Grandes picos laceraban sus pies ahora, como laceraban su espalda antaño, sentía placer culposo el caer en esa sima oscura, ya nada importaba, solo quería entender que había más allá de ese abismo, pero no tenía fondo, volaba en círculos concéntricos, en sentido horario, se veía con su vestido blanco extendido sobre sus manos a manera de alas, como si fuese un vampiro merodeando a su presa, al cual el dolor de saberse cercano a la luz del día lo atormentaba, y sin embargo sentía una enorme necesidad de seguir volando, sin destino manifiesto.

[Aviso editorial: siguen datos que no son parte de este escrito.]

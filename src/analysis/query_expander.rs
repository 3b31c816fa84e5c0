//! 子查询展开 - 将主题代入模板生成有序的子查询列表

use serde::{Deserialize, Serialize};

/// 子查询模板
#[derive(Debug, Clone, PartialEq, Eq, Serialize, Deserialize)]
#[serde(tag = "kind", rename_all = "snake_case")]
pub enum QueryTemplate {
    /// `<topic> <suffix>`
    Suffix { suffix: String },
    /// `site:<domain> <topic>[ <suffix>]`
    Site {
        domain: String,
        #[serde(default, skip_serializing_if = "Option::is_none")]
        suffix: Option<String>,
    },
}

impl QueryTemplate {
    pub fn suffix(suffix: &str) -> Self {
        QueryTemplate::Suffix {
            suffix: suffix.to_string(),
        }
    }

    pub fn apply(&self, topic: &str) -> String {
        match self {
            QueryTemplate::Suffix { suffix } => format!("{} {}", topic, suffix),
            QueryTemplate::Site {
                domain,
                suffix: Some(suffix),
            } => format!("site:{} {} {}", domain, topic, suffix),
            QueryTemplate::Site {
                domain,
                suffix: None,
            } => format!("site:{} {}", domain, topic),
        }
    }
}

/// 按模板顺序生成子查询，不去重
pub fn expand(topic: &str, templates: &[QueryTemplate]) -> Vec<String> {
    templates.iter().map(|t| t.apply(topic)).collect()
}
//! 响应校验 - 将Agent的最终文本解析为结构化趋势报告

use regex::Regex;
use serde_json::Value;
use std::sync::LazyLock;

use crate::error::ValidationError;
use crate::types::StructuredTrendReport;

static CODE_FENCE_RE: LazyLock<Regex> = LazyLock::new(|| {
    Regex::new(r"```(?:json|JSON)?\s*\n?([\s\S]*?)```").expect("valid code fence pattern")
});

pub struct ResponseValidator;

impl ResponseValidator {
    /// 解析失败时返回错误信息并原样保留原始文本
    pub fn validate(raw: &str) -> Result<StructuredTrendReport, ValidationError> {
        let fail = |message: String| ValidationError {
            message,
            raw: raw.to_string(),
        };

        let json_text = Self::locate_json(raw)
            .ok_or_else(|| fail("no JSON object found in response".to_string()))?;

        let mut value: Value = serde_json::from_str(json_text)
            .map_err(|e| fail(format!("malformed JSON: {}", e)))?;
        if !value.is_object() {
            return Err(fail("expected a JSON object".to_string()));
        }
        Self::normalize_enum_fields(&mut value);

        let mut report: StructuredTrendReport = serde_json::from_value(value)
            .map_err(|e| fail(format!("schema mismatch: {}", e)))?;

        Self::check_unit_range("confidenceScore", Some(report.confidence_score)).map_err(fail)?;
        Self::check_unit_range("sustainabilityScore", report.sustainability_score).map_err(fail)?;

        dedup_preserving_order(&mut report.sources);
        dedup_preserving_order(&mut report.tools_used);

        Ok(report)
    }

    /// 优先取首个含有对象的代码块，否则在全文中截取首个 `{` 到最后一个 `}`
    fn locate_json(raw: &str) -> Option<&str> {
        CODE_FENCE_RE
            .captures_iter(raw)
            .filter_map(|cap| cap.get(1))
            .find_map(|m| brace_span(m.as_str()))
            .or_else(|| brace_span(raw))
    }

    fn normalize_enum_fields(value: &mut Value) {
        let Some(object) = value.as_object_mut() else {
            return;
        };
        for field in StructuredTrendReport::ENUM_FIELDS {
            if let Some(Value::String(text)) = object.get_mut(field) {
                *text = text.trim().to_lowercase();
            }
        }
    }

    fn check_unit_range(field: &str, value: Option<f64>) -> Result<(), String> {
        match value {
            Some(v) if !(0.0..=1.0).contains(&v) => {
                Err(format!("{} must be within [0, 1], got {}", field, v))
            }
            _ => Ok(()),
        }
    }
}

fn brace_span(text: &str) -> Option<&str> {
    let start = text.find('{')?;
    let end = text.rfind('}')?;
    (start < end).then(|| &text[start..=end])
}

fn dedup_preserving_order(items: &mut Vec<String>) {
    let mut seen = std::collections::HashSet::new();
    items.retain(|item| seen.insert(item.clone()));
}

Hasta no verte señor mío, decía la mujer, que buscaba afanosamente entre las multitudes al salvador, al hombre fuerte, inteligente y con dones de sanación, que le ayudaría a quitarle ese tormento físico. Aunque parecía tranquila, como si ese hábito de vuelo fuese normal o común, y quizá si lo era para ella en otras dimensiones, en la que vivía hoy, la que la tenía postrada en sus pensamientos no lo era, por fuera tiritaba, por dentro la sensación de libertad en el dolor la atemperaba.

Era algo extraño, esa quietud, de verse planeado, cual ave de rapiña disfrutando el viaje siguiendo la corriente del aire la animaba a recordar los días felices, como su viejo y querido cuaderno, donde aprendió las primeras letras, cuando recordó por primera vez el sabor del mango, cuando llegó la vieja de los tamales a la esquina que le decíamos el poste, por ser el único poste de energía eléctrica en varios kilómetros a la redonda que tenía una lámpara.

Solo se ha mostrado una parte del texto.